The combination of garlic, pepper and coriander root is essentially Thai and is used in simple dishes like fried rice, or as part of more complex recipes like red or green curry paste. Along with chillies, shrimp paste, fish sauce and lime juice, these are the fundamental building blocks for Thai cooking. Just about any Thai restaurant will have a dish that is finished with crispy garlic and pepper. The recipe can be adapted for any meat or seafood and is usually served with a hot and sour-style sauce to cut through the richness of the deep-fried garlic. Use fresh garlic and if your garlic is starting to shoot, take a few extra minutes to remove the shoot with a paring knife, otherwise the paste could be bitter.
Crispy garlic and pepper paste
3
Coriander root
1 tsp
White peppercorns
2 heads
Garlic
1 tsp
Fresh ginger, grated
Chicken stir fry
1 cup
Vegetable oil
500 g
Chicken pieces, cut into stir-fry strips (Main)
125 g
Snow peas
1 Tbsp
Fish sauce
2 Tbsp
Oyster sauce
1 tsp
Light palm sugar
1 handful
Fresh coriander
Chilli and vinegar sauce
2
Red chillies, large chillies, de-seeded and chopped
To make paste: In a mortar and pestle, pound the coriander, peppercorns, garlic, ginger and salt to a paste. Set aside.

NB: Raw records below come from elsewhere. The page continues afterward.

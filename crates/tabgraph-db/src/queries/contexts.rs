//! Per-tab contextual entity descriptions.
//!
//! The same entity name can mean different things on different pages;
//! each `(entity, tab)` pair carries its own agent-written description.

use std::collections::HashMap;

use chrono::Utc;
use rusqlite::params;

use crate::pool::{DbError, DbPool, DbResult};
use crate::time;

/// Save the context-specific description for an entity on a tab.
pub fn upsert(pool: &DbPool, entity_id: i64, tab_id: i64, description: &str) -> DbResult<()> {
    pool.with_conn(|conn| {
        conn.execute(
            "INSERT OR REPLACE INTO entity_tab_contexts
                 (entity_id, tab_id, description, enriched_at)
             VALUES (?1, ?2, ?3, ?4)",
            params![entity_id, tab_id, description, time::to_column(Utc::now())],
        )?;
        Ok(())
    })
}

/// The description of an entity in the context of one tab.
pub fn get(pool: &DbPool, entity_id: i64, tab_id: i64) -> DbResult<Option<String>> {
    pool.with_conn(|conn| {
        conn.query_row(
            "SELECT description FROM entity_tab_contexts
             WHERE entity_id = ?1 AND tab_id = ?2",
            params![entity_id, tab_id],
            |row| row.get(0),
        )
        .map(Some)
        .or_else(|e| match e {
            rusqlite::Error::QueryReturnedNoRows => Ok(None),
            other => Err(DbError::from(other)),
        })
    })
}

/// All contextual descriptions for an entity, keyed by tab id.
pub fn map_for_entity(pool: &DbPool, entity_id: i64) -> DbResult<HashMap<i64, String>> {
    pool.with_conn(|conn| {
        let mut stmt = conn.prepare(
            "SELECT tab_id, description FROM entity_tab_contexts WHERE entity_id = ?1",
        )?;
        let rows = stmt.query_map(params![entity_id], |row| Ok((row.get(0)?, row.get(1)?)))?;
        rows.collect::<Result<HashMap<_, _>, _>>()
            .map_err(DbError::from)
    })
}

/// `(entity_id, tab_id)` link pairs that have no contextual description yet.
pub fn pairs_missing(pool: &DbPool) -> DbResult<Vec<(i64, i64)>> {
    pool.with_conn(|conn| {
        let mut stmt = conn.prepare(
            "SELECT te.entity_id, te.tab_id
             FROM tab_entities te
             LEFT JOIN entity_tab_contexts etc
               ON etc.entity_id = te.entity_id AND etc.tab_id = te.tab_id
             WHERE etc.entity_id IS NULL",
        )?;
        let rows = stmt.query_map([], |row| Ok((row.get(0)?, row.get(1)?)))?;
        rows.collect::<Result<Vec<_>, _>>().map_err(DbError::from)
    })
}

/// Every `(entity_id, tab_id)` link pair.
pub fn all_pairs(pool: &DbPool) -> DbResult<Vec<(i64, i64)>> {
    pool.with_conn(|conn| {
        let mut stmt = conn.prepare("SELECT entity_id, tab_id FROM tab_entities")?;
        let rows = stmt.query_map([], |row| Ok((row.get(0)?, row.get(1)?)))?;
        rows.collect::<Result<Vec<_>, _>>().map_err(DbError::from)
    })
}

#[cfg(test)]
mod tests {
    use super::*;
    use crate::pool::test_pool;
    use crate::queries::{entities, links, tabs};
    use tabgraph_core::{Entity, Tab};

    #[test]
    fn same_entity_carries_distinct_descriptions_per_tab() {
        let pool = test_pool();
        tabs::upsert(&pool, &Tab::new(1, "https://ai.dev/docs", "Model Docs")).unwrap();
        tabs::upsert(&pool, &Tab::new(2, "https://hardware.shop", "Hardware Store")).unwrap();
        let entity_id = entities::upsert(&pool, &Entity::concept("tools")).unwrap();
        links::link(&pool, 1, entity_id).unwrap();
        links::link(&pool, 2, entity_id).unwrap();

        upsert(&pool, entity_id, 1, "Functions a model can call.").unwrap();
        upsert(&pool, entity_id, 2, "Hand tools for home repair.").unwrap();

        let contexts = map_for_entity(&pool, entity_id).unwrap();
        assert_eq!(contexts.len(), 2);
        assert_eq!(contexts[&1], "Functions a model can call.");
        assert_eq!(contexts[&2], "Hand tools for home repair.");
    }

    #[test]
    fn pairs_missing_shrinks_as_contexts_are_written() {
        let pool = test_pool();
        tabs::upsert(&pool, &Tab::new(1, "https://a", "A")).unwrap();
        let entity_id = entities::upsert(&pool, &Entity::concept("React")).unwrap();
        links::link(&pool, 1, entity_id).unwrap();

        assert_eq!(pairs_missing(&pool).unwrap(), vec![(entity_id, 1)]);
        upsert(&pool, entity_id, 1, "A UI library.").unwrap();
        assert!(pairs_missing(&pool).unwrap().is_empty());
        assert_eq!(all_pairs(&pool).unwrap().len(), 1);
    }

    #[test]
    fn contexts_cascade_with_tab_deletion() {
        let pool = test_pool();
        tabs::upsert(&pool, &Tab::new(1, "https://a", "A")).unwrap();
        let entity_id = entities::upsert(&pool, &Entity::concept("React")).unwrap();
        links::link(&pool, 1, entity_id).unwrap();
        upsert(&pool, entity_id, 1, "A UI library.").unwrap();

        tabs::delete(&pool, 1).unwrap();
        assert!(get(&pool, entity_id, 1).unwrap().is_none());
    }
}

To cook: Heat the vegetable oil to moderate in a wok and cook the Crispy Garlic and Pepper Paste until golden and crispy. Do not overcook or it will become bitter. Drain on paper towel and set aside.

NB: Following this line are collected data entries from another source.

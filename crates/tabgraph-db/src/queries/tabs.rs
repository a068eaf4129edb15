//! Tab queries.

use chrono::{DateTime, Utc};
use rusqlite::{params, Row};
use tabgraph_core::{Tab, TabMetadata};

use crate::pool::{DbError, DbPool, DbResult};
use crate::{time, vector};

const TAB_COLUMNS: &str = "id, url, title, favicon_url, summary, label, source, display_label, \
     embedding, opened_at, last_accessed, closed_at, window_id, group_id, is_active, important";

/// Column list as `alias.column` for joined selects.
pub(crate) fn prefixed_columns(alias: &str) -> String {
    TAB_COLUMNS
        .split(", ")
        .map(|column| format!("{}.{}", alias, column))
        .collect::<Vec<_>>()
        .join(", ")
}

struct TabRow {
    id: i64,
    url: String,
    title: String,
    favicon_url: Option<String>,
    summary: Option<String>,
    label: Option<String>,
    source: Option<String>,
    display_label: Option<String>,
    embedding: Option<Vec<u8>>,
    opened_at: String,
    last_accessed: String,
    closed_at: Option<String>,
    window_id: Option<i64>,
    group_id: Option<i64>,
    is_active: bool,
    important: bool,
}

fn read_row(row: &Row) -> rusqlite::Result<TabRow> {
    Ok(TabRow {
        id: row.get(0)?,
        url: row.get(1)?,
        title: row.get(2)?,
        favicon_url: row.get(3)?,
        summary: row.get(4)?,
        label: row.get(5)?,
        source: row.get(6)?,
        display_label: row.get(7)?,
        embedding: row.get(8)?,
        opened_at: row.get(9)?,
        last_accessed: row.get(10)?,
        closed_at: row.get(11)?,
        window_id: row.get(12)?,
        group_id: row.get(13)?,
        is_active: row.get(14)?,
        important: row.get(15)?,
    })
}

fn into_tab(row: TabRow) -> DbResult<Tab> {
    Ok(Tab {
        id: row.id,
        url: row.url,
        title: row.title,
        favicon_url: row.favicon_url,
        summary: row.summary,
        label: row.label,
        source: row.source,
        display_label: row.display_label,
        // Entities live in tab_entities; load them via queries::links.
        entities: Vec::new(),
        embedding: row.embedding.as_deref().map(vector::from_blob),
        opened_at: time::parse(&row.opened_at)?,
        last_accessed: time::parse(&row.last_accessed)?,
        closed_at: time::parse_opt(row.closed_at)?,
        window_id: row.window_id,
        group_id: row.group_id,
        is_active: row.is_active,
        important: row.important,
    })
}

/// Run a tab SELECT and map the rows into domain tabs.
///
/// The statement must select `TAB_COLUMNS` in order.
pub(crate) fn query_tabs(
    conn: &rusqlite::Connection,
    sql: &str,
    params: impl rusqlite::Params,
) -> DbResult<Vec<Tab>> {
    let mut stmt = conn.prepare(sql)?;
    let rows = stmt
        .query_map(params, read_row)?
        .collect::<Result<Vec<_>, _>>()
        .map_err(DbError::from)?;
    rows.into_iter().map(into_tab).collect()
}

/// Insert a tab, or update it in place when the id already exists.
///
/// Updates preserve `opened_at`, reactivate the tab and clear `closed_at`.
pub fn upsert(pool: &DbPool, tab: &Tab) -> DbResult<()> {
    pool.with_conn(|conn| {
        let embedding_blob = tab.embedding.as_deref().map(vector::to_blob);
        let now = time::to_column(Utc::now());

        let updated = conn.execute(
            "UPDATE tabs
             SET url = ?1, title = ?2, favicon_url = ?3, embedding = ?4,
                 window_id = ?5, group_id = ?6, important = ?7,
                 last_accessed = ?8, is_active = 1, closed_at = NULL
             WHERE id = ?9",
            params![
                tab.url,
                tab.title,
                tab.favicon_url,
                embedding_blob,
                tab.window_id,
                tab.group_id,
                tab.important,
                now,
                tab.id,
            ],
        )?;

        if updated == 0 {
            conn.execute(
                "INSERT INTO tabs
                     (id, url, title, favicon_url, summary, label, source, display_label,
                      embedding, opened_at, last_accessed, window_id, group_id,
                      is_active, important)
                 VALUES (?1, ?2, ?3, ?4, ?5, ?6, ?7, ?8, ?9, ?10, ?11, ?12, ?13, 1, ?14)",
                params![
                    tab.id,
                    tab.url,
                    tab.title,
                    tab.favicon_url,
                    tab.summary,
                    tab.label,
                    tab.source,
                    tab.display_label,
                    embedding_blob,
                    time::to_column(tab.opened_at),
                    now,
                    tab.window_id,
                    tab.group_id,
                    tab.important,
                ],
            )?;
        }
        Ok(())
    })
}

/// Fetch a tab by id. `entities` is left empty; see `queries::links`.
pub fn get(pool: &DbPool, tab_id: i64) -> DbResult<Option<Tab>> {
    pool.with_conn(|conn| {
        let rows = query_tabs(
            conn,
            &format!("SELECT {} FROM tabs WHERE id = ?1", TAB_COLUMNS),
            params![tab_id],
        )?;
        Ok(rows.into_iter().next())
    })
}

/// All currently active (open) tabs, most recently accessed first.
pub fn list_active(pool: &DbPool) -> DbResult<Vec<Tab>> {
    pool.with_conn(|conn| {
        query_tabs(
            conn,
            &format!(
                "SELECT {} FROM tabs WHERE is_active = 1 ORDER BY last_accessed DESC",
                TAB_COLUMNS
            ),
            [],
        )
    })
}

/// Tabs that were open at any point during the given time range.
pub fn list_in_range(pool: &DbPool, start: DateTime<Utc>, end: DateTime<Utc>) -> DbResult<Vec<Tab>> {
    pool.with_conn(|conn| {
        query_tabs(
            conn,
            &format!(
                "SELECT {} FROM tabs
                 WHERE opened_at <= ?1 AND (closed_at IS NULL OR closed_at >= ?2)
                 ORDER BY opened_at DESC",
                TAB_COLUMNS
            ),
            params![time::to_column(end), time::to_column(start)],
        )
    })
}

/// Mark a tab as closed (sets `closed_at`, `is_active = 0`).
pub fn mark_closed(pool: &DbPool, tab_id: i64) -> DbResult<bool> {
    pool.with_conn(|conn| {
        let changed = conn.execute(
            "UPDATE tabs SET closed_at = ?1, is_active = 0 WHERE id = ?2 AND is_active = 1",
            params![time::to_column(Utc::now()), tab_id],
        )?;
        Ok(changed > 0)
    })
}

/// Permanently delete a tab, cascading links, contexts and edges.
pub fn delete(pool: &DbPool, tab_id: i64) -> DbResult<bool> {
    pool.with_conn(|conn| {
        let changed = conn.execute("DELETE FROM tabs WHERE id = ?1", params![tab_id])?;
        Ok(changed > 0)
    })
}

/// Write provider-generated metadata onto a tab.
pub fn update_metadata(pool: &DbPool, tab_id: i64, metadata: &TabMetadata) -> DbResult<bool> {
    pool.with_conn(|conn| {
        let changed = conn.execute(
            "UPDATE tabs SET summary = ?1, label = ?2, source = ?3, display_label = ?4
             WHERE id = ?5",
            params![
                metadata.summary,
                metadata.label,
                metadata.source,
                metadata.display_label,
                tab_id,
            ],
        )?;
        Ok(changed > 0)
    })
}

#[cfg(test)]
mod tests {
    use super::*;
    use crate::pool::test_pool;

    #[test]
    fn upsert_preserves_opened_at_on_update() {
        let pool = test_pool();
        let mut tab = Tab::new(1, "https://react.dev", "React");
        tab.opened_at = Utc::now() - chrono::Duration::hours(2);
        upsert(&pool, &tab).unwrap();

        mark_closed(&pool, 1).unwrap();

        tab.title = "React Documentation".to_string();
        upsert(&pool, &tab).unwrap();

        let stored = get(&pool, 1).unwrap().unwrap();
        assert_eq!(stored.title, "React Documentation");
        assert!(stored.is_active);
        assert!(stored.closed_at.is_none());
        assert_eq!(stored.opened_at.timestamp(), tab.opened_at.timestamp());
    }

    #[test]
    fn mark_closed_deactivates_once() {
        let pool = test_pool();
        upsert(&pool, &Tab::new(1, "https://a", "A")).unwrap();

        assert!(mark_closed(&pool, 1).unwrap());
        assert!(!mark_closed(&pool, 1).unwrap());
        assert!(list_active(&pool).unwrap().is_empty());
    }

    #[test]
    fn list_in_range_includes_overlapping_tabs() {
        let pool = test_pool();
        let now = Utc::now();
        let mut tab = Tab::new(1, "https://a", "A");
        tab.opened_at = now - chrono::Duration::hours(3);
        upsert(&pool, &tab).unwrap();

        let hits = list_in_range(&pool, now - chrono::Duration::hours(1), now).unwrap();
        assert_eq!(hits.len(), 1);

        let misses = list_in_range(
            &pool,
            now - chrono::Duration::hours(6),
            now - chrono::Duration::hours(4),
        )
        .unwrap();
        assert!(misses.is_empty());
    }

    #[test]
    fn metadata_round_trip() {
        let pool = test_pool();
        upsert(&pool, &Tab::new(1, "https://a", "A")).unwrap();

        let metadata = TabMetadata {
            label: "React hooks guide".to_string(),
            source: "React".to_string(),
            summary: "An introduction to hooks.".to_string(),
            display_label: "React hooks guide • React".to_string(),
        };
        assert!(update_metadata(&pool, 1, &metadata).unwrap());

        let stored = get(&pool, 1).unwrap().unwrap();
        assert_eq!(stored.label.as_deref(), Some("React hooks guide"));
        assert_eq!(stored.display_label.as_deref(), Some("React hooks guide • React"));
    }
}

Drain all but 2 Tbs oil and heat wok to high. Then add chicken, stir-frying on high heat until just cooked. Add the snow peas, oyster sauce, fish sauce, and palm sugar, cooking until just combined.
Transfer to a serving platter and garnish with crispy garlic and pepper mix and coriander leaves. Serve with chilli and vinegar sauce on the side.
To make the sauce: Pound the chillies, garlic, coriander and salt to a paste.
Transfer to a bowl, stir in the vinegar and sugar.